In May 2007, Jeremy Siegel, a Wharton finance professor, gave a presentation at the 2007 CFA Institute Annual Conference in New York City. He is worried about the rise in retirement period:
After collecting historical data on retirement and life expectancy over the past 50 years, I was shocked to see the results. In 1950, life expectancy in the United States was not quite 69 years, and the average age of retirement was about 67, which meant that the expected period of retirement was a mere 1.6 years. As of 2005, the average life expectancy was almost 78 years, but the average age of retirement had dropped to about 62, which led to an expected period of retirement of 15.9 years–and that period is growing. For the first time in history, a large portion of the population is facing a significant retirement period during which it will be trying to live off the wealth it accumulated during its working years.

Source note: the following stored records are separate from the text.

//! Chunk shape arguments and their resolution for new levels.

use std::str::FromStr;

use crate::array::ArrayShape;

use super::ConfigurationError;

/// A shape argument: a single integer applied to every axis, or one integer per axis.
///
/// Parsed from `"16"` or `"8,16,16"`.
#[derive(Clone, Debug, PartialEq, Eq)]
pub enum ShapeArg {
    /// The same extent for every axis.
    Scalar(u64),
    /// An extent per axis.
    PerAxis(Vec<u64>),
}

impl ShapeArg {
    /// Parse a shape argument named `argument` from `value`.
    ///
    /// # Errors
    /// Returns [`ConfigurationError::MalformedArgument`] if `value` is not an integer or a comma-separated list of integers.
    pub fn parse(argument: &'static str, value: &str) -> Result<Self, ConfigurationError> {
        let malformed = || ConfigurationError::MalformedArgument {
            argument,
            value: value.to_string(),
        };
        if let Ok(scalar) = value.trim().parse::<u64>() {
            return Ok(Self::Scalar(scalar));
        }
        value
            .split(',')
            .map(|component| component.trim().parse::<u64>())
            .collect::<Result<Vec<_>, _>>()
            .map(Self::PerAxis)
            .map_err(|_| malformed())
    }

    /// Broadcast to `rank` axes, or return the per axis values if they already have length `rank`.
    ///
    /// Returns [`None`] on a length mismatch.
    #[must_use]
    pub fn to_shape(&self, rank: usize) -> Option<ArrayShape> {
        match self {
            Self::Scalar(scalar) => Some(vec![*scalar; rank]),
            Self::PerAxis(shape) => (shape.len() == rank).then(|| shape.clone()),
        }
    }
}

impl FromStr for ShapeArg {
    type Err = ConfigurationError;

    fn from_str(s: &str) -> Result<Self, Self::Err> {
        Self::parse("shape", s)
    }
}

impl core::fmt::Display for ShapeArg {
    fn fmt(&self, f: &mut core::fmt::Formatter<'_>) -> core::fmt::Result {
        match self {
            Self::Scalar(scalar) => write!(f, "{scalar}"),
            Self::PerAxis(shape) => write!(f, "{}", itertools::join(shape, ",")),
        }
    }
}

/// Resolve the chunk shape of a new level.
///
/// - Without `chunk_shape`, the chunk shape of the previous level is reused verbatim.
/// - With a channel axis (`channel_dims == 1`):
///   - a scalar is broadcast to the spatial axes after the channel extent `num_channels`,
///   - a full rank shape is used as-is if its first component is `num_channels`,
///   - a spatial rank shape is prefixed with `num_channels`.
/// - Without a channel axis, a scalar is broadcast and a spatial rank shape is used as-is.
///
/// # Errors
/// Returns a [`ConfigurationError`] if `chunk_shape` has an unexpected length, a mismatched channel extent, or a zero component.
pub fn resolve_chunk_shape(
    chunk_shape: Option<&ShapeArg>,
    previous_chunk_shape: &[u64],
    spatial_rank: usize,
    channel_dims: usize,
    num_channels: u64,
) -> Result<ArrayShape, ConfigurationError> {
    let Some(chunk_shape) = chunk_shape else {
        return Ok(previous_chunk_shape.to_vec());
    };
    let rank = spatial_rank + channel_dims;
    let length_error = |shape: &[u64]| ConfigurationError::ChunkShapeLength {
        chunk_shape: shape.to_vec(),
        spatial_rank,
        rank,
    };

    let resolved = match chunk_shape {
        ShapeArg::Scalar(scalar) => {
            let mut resolved = vec![num_channels; channel_dims];
            resolved.extend(std::iter::repeat(*scalar).take(spatial_rank));
            resolved
        }
        ShapeArg::PerAxis(shape) if channel_dims > 0 && shape.len() == rank => {
            if shape[0] != num_channels {
                return Err(ConfigurationError::ChunkShapeChannels(
                    shape.clone(),
                    num_channels,
                ));
            }
            shape.clone()
        }
        ShapeArg::PerAxis(shape) if shape.len() == spatial_rank => {
            let mut resolved = vec![num_channels; channel_dims];
            resolved.extend_from_slice(shape);
            resolved
        }
        ShapeArg::PerAxis(shape) => return Err(length_error(shape)),
    };

    if resolved.contains(&0) {
        Err(ConfigurationError::ZeroComponent {
            argument: "chunk shape",
            value: resolved,
        })
    } else {
        Ok(resolved)
    }
}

One consequence of this development is a persistent drop in the ratio of workers to retirees:
Most developed countries, according to Siegel, will end up somewhere between the U.S. scenario and the Japan scenario, with Italy and Spain looking more like Japan and Ireland looking more like the U.S. So he poses two big questions:
- Who will produce the goods for workers and retirees to consume?
- Who will buy the assets that the retirees will have to sell?

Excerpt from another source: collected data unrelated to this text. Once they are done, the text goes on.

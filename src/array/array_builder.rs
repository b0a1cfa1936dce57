use std::sync::Arc;

use crate::coordinate::Coordinate;

use super::{
    codec::{BytesCodec, BytesToBytesCodecTraits},
    Array, ArrayCreateError, ArrayMetadata, ArrayShape, ChunkGridMetadata,
    ChunkKeyEncodingMetadata, CodecChain, DataType, FillValue, OFFSET_ATTRIBUTE,
    RESOLUTION_ATTRIBUTE,
};

/// An [`Array`] builder.
///
/// The array builder is initialised from an array shape, data type, chunk shape, and fill value.
///  - The only codec enabled by default is `bytes` (with little endian encoding), so the output is uncompressed.
///  - The chunk key encoding is always `default` with the `/` chunk key separator.
///  - Attributes are empty, so every axis is spatial with a voxel size of one.
///
/// Use the methods in the array builder to change the configuration away from these defaults, and then build the array at a path of some storage with [`ArrayBuilder::build`].
/// Note that [`build`](ArrayBuilder::build) does not modify the store; the array metadata has to be explicitly written with [`Array::store_metadata`].
///
/// For example:
///
/// ```rust
/// # fn main() -> Result<(), Box<dyn std::error::Error>> {
/// # use std::sync::Arc;
/// use zarrs_pyramid::array::{ArrayBuilder, DataType, FillValue};
/// use zarrs_pyramid::coordinate::Coordinate;
/// # let store = Arc::new(zarrs_pyramid::storage::store::MemoryStore::new());
/// let array = ArrayBuilder::new(
///     vec![3, 64, 64], // array shape
///     DataType::Float32,
///     vec![3, 32, 32], // chunk shape
///     FillValue::from(0.0f32),
/// )
/// .bytes_to_bytes_codecs(vec![
///     #[cfg(feature = "gzip")]
///     Arc::new(zarrs_pyramid::array::codec::GzipCodec::new(5)?),
/// ])
/// .spatial(&Coordinate::from([4, 4]), &Coordinate::from([0, 0])) // a leading channel axis
/// .build(store.clone(), "/raw")?;
/// array.store_metadata()?; // write metadata to the store
/// # Ok(())
/// # }
/// ```
#[derive(Debug)]
pub struct ArrayBuilder {
    /// Array shape.
    pub shape: ArrayShape,
    /// Data type.
    pub data_type: DataType,
    /// Chunk shape.
    pub chunk_shape: ArrayShape,
    /// Fill value.
    pub fill_value: FillValue,
    /// The `bytes` codec.
    pub bytes_codec: BytesCodec,
    /// Bytes to bytes codecs.
    pub bytes_to_bytes_codecs: Vec<Arc<dyn BytesToBytesCodecTraits>>,
    /// Attributes.
    pub attributes: serde_json::Map<String, serde_json::Value>,
}

impl ArrayBuilder {
    /// Create a new array builder.
    #[must_use]
    pub fn new(
        shape: ArrayShape,
        data_type: DataType,
        chunk_shape: ArrayShape,
        fill_value: FillValue,
    ) -> Self {
        Self {
            shape,
            data_type,
            chunk_shape,
            fill_value,
            bytes_codec: BytesCodec::little(),
            bytes_to_bytes_codecs: Vec::default(),
            attributes: serde_json::Map::default(),
        }
    }

    /// Create a new builder copying the configuration of an existing array.
    #[must_use]
    pub fn from_array<T: ?Sized>(array: &Array<T>) -> Self {
        let mut builder = Self::new(
            array.shape().to_vec(),
            array.data_type(),
            array.chunk_shape().to_vec(),
            array.fill_value().clone(),
        );
        builder
            .bytes_codec(*array.codecs().bytes_codec())
            .bytes_to_bytes_codecs(array.codecs().bytes_to_bytes_codecs().to_vec())
            .attributes(array.attributes().clone());
        builder
    }

    /// Set the shape.
    pub fn shape(&mut self, shape: ArrayShape) -> &mut Self {
        self.shape = shape;
        self
    }

    /// Set the data type.
    pub fn data_type(&mut self, data_type: DataType) -> &mut Self {
        self.data_type = data_type;
        self
    }

    /// Set the chunk shape.
    pub fn chunk_shape(&mut self, chunk_shape: ArrayShape) -> &mut Self {
        self.chunk_shape = chunk_shape;
        self
    }

    /// Set the fill value.
    pub fn fill_value(&mut self, fill_value: FillValue) -> &mut Self {
        self.fill_value = fill_value;
        self
    }

    /// Set the `bytes` codec.
    pub fn bytes_codec(&mut self, bytes_codec: BytesCodec) -> &mut Self {
        self.bytes_codec = bytes_codec;
        self
    }

    /// Set the bytes to bytes codecs.
    ///
    /// If left unmodified, the array will have no bytes to bytes codecs.
    pub fn bytes_to_bytes_codecs(
        &mut self,
        bytes_to_bytes_codecs: Vec<Arc<dyn BytesToBytesCodecTraits>>,
    ) -> &mut Self {
        self.bytes_to_bytes_codecs = bytes_to_bytes_codecs;
        self
    }

    /// Set the user defined attributes.
    ///
    /// If left unmodified, the user defined attributes of the array will be empty.
    pub fn attributes(
        &mut self,
        attributes: serde_json::Map<String, serde_json::Value>,
    ) -> &mut Self {
        self.attributes = attributes;
        self
    }

    /// Set the `resolution` and `offset` attributes.
    ///
    /// The array axes not covered by `voxel_size` are channel axes.
    pub fn spatial(&mut self, voxel_size: &Coordinate, offset: &Coordinate) -> &mut Self {
        self.attributes.insert(
            RESOLUTION_ATTRIBUTE.to_string(),
            voxel_size.as_slice().into(),
        );
        self.attributes
            .insert(OFFSET_ATTRIBUTE.to_string(), offset.as_slice().into());
        self
    }

    /// Build into an [`Array`].
    ///
    /// # Errors
    ///
    /// Returns [`ArrayCreateError`] if there is an error creating the array.
    /// This can be due to an invalid path, or a problem with array configuration.
    pub fn build<TStorage: ?Sized>(
        &self,
        storage: Arc<TStorage>,
        path: &str,
    ) -> Result<Array<TStorage>, ArrayCreateError> {
        let codecs = CodecChain::new(self.bytes_codec, self.bytes_to_bytes_codecs.clone());
        let metadata = ArrayMetadata {
            zarr_format: 3,
            shape: self.shape.clone(),
            data_type: self.data_type,
            chunk_grid: ChunkGridMetadata::regular(self.chunk_shape.clone()),
            chunk_key_encoding: ChunkKeyEncodingMetadata::default(),
            fill_value: self.data_type.metadata_fill_value(&self.fill_value)?,
            codecs: codecs.create_metadatas(),
            attributes: self.attributes.clone(),
        };
        Array::new_with_metadata(storage, path, metadata)
    }
}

A large part of the answer to both questions, he maintains, is residents of developing countries. Assuming that the present growth patterns in developing countries continue, the share of the world’s GDP produced in developing countries will rise from 47% today to 77% in 2050.
Population aging in developing countries, while present, won’t be as acute as it is in developed countries (India, for example, currently has about 10 workers per retiree and is expected to have about four in 2050).

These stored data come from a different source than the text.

//! Stores.
//!
//! A [`FilesystemStore`] maps keys to files below a base directory.
//! A [`MemoryStore`] holds values in memory and is primarily useful for tests and temporary hierarchies.

mod filesystem_store;
mod memory_store;

pub use filesystem_store::{FilesystemStore, FilesystemStoreCreateError};
pub use memory_store::MemoryStore;

#[cfg(test)]
mod test_util {
    use std::error::Error;

    use crate::storage::{
        Bytes, ReadableStorageTraits, StorageError, StoreKey, StorePrefix, WritableStorageTraits,
    };

    fn key(key: &str) -> StoreKey {
        StoreKey::new(key).unwrap()
    }

    fn prefix(prefix: &str) -> StorePrefix {
        StorePrefix::new(prefix).unwrap()
    }

    pub fn store_write_read<T: ReadableStorageTraits + WritableStorageTraits>(
        store: &T,
    ) -> Result<(), Box<dyn Error>> {
        store.set(&key("a/b"), vec![0u8, 1, 2].into())?;
        assert_eq!(store.get(&key("a/b"))?.unwrap(), vec![0u8, 1, 2]);
        store.set(&key("a/b"), vec![3u8].into())?;
        assert_eq!(store.get(&key("a/b"))?.unwrap(), vec![3u8]);
        assert!(store.get(&key("a/c"))?.is_none());
        store.erase(&key("a/b"))?;
        store.erase(&key("a/b"))?;
        assert!(store.get(&key("a/b"))?.is_none());
        Ok(())
    }

    pub fn store_rename<T: ReadableStorageTraits + WritableStorageTraits>(
        store: &T,
    ) -> Result<(), Box<dyn Error>> {
        store.ensure_prefix(&prefix("potato/"))?;
        store.ensure_prefix(&prefix("potato/"))?;
        store.set(&key("potato/zarr.json"), Bytes::from_static(b"{}"))?;
        store.set(&key("potato/c/0/0"), vec![1u8, 2].into())?;

        // Rename into a child of the source
        store.rename_prefix(&prefix("potato/"), &prefix("potato/s0/"))?;
        assert!(store.get(&key("potato/zarr.json"))?.is_none());
        assert!(store.get(&key("potato/c/0/0"))?.is_none());
        assert_eq!(store.get(&key("potato/s0/zarr.json"))?.unwrap(), b"{}".to_vec());
        assert_eq!(store.get(&key("potato/s0/c/0/0"))?.unwrap(), vec![1u8, 2]);

        // Renaming again is a no-op
        store.rename_prefix(&prefix("potato/"), &prefix("potato/s0/"))?;
        assert!(store.get(&key("potato/s0/s0/c/0/0"))?.is_none());
        store.rename_prefix(&prefix("potato/s0/"), &prefix("potato/s1/"))?;
        store.rename_prefix(&prefix("potato/s0/"), &prefix("potato/s1/"))?;
        assert!(store.get(&key("potato/s0/zarr.json"))?.is_none());
        assert_eq!(store.get(&key("potato/s1/zarr.json"))?.unwrap(), b"{}".to_vec());
        assert_eq!(store.get(&key("potato/s1/c/0/0"))?.unwrap(), vec![1u8, 2]);

        assert!(matches!(
            store.rename_prefix(&prefix("missing/"), &prefix("other/")),
            Err(StorageError::RenameSourceMissing(_, _))
        ));
        Ok(())
    }
}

The problem with this reasoning, of course, is the assumption that the growth in the developing countries will continue. In Siegel’s own words,
If growth should drop to zero in the developing world, the retirement age in the United States would have to rise to nearly 76 years. If growth occurs at 2 percent, the retirement age will still have to rise but only to about 72. With growth of 4 percent or more, a retirement period of 15 years or more becomes possible again. At 4 percent growth or higher–and this includes Africa and the Middle East along with Asia and South America–the United States will not have to worry about the age wave; there will be enough goods for retirees and enough buyers for their assets.
Another potential problem Siegel points out is that developed countries might make the mistake of restricting the inward capital flows. (I, on the other hand, wonder if some developing countries might make the mistake of restricting the outward capital flows, as they have done on so many occasions in the past.)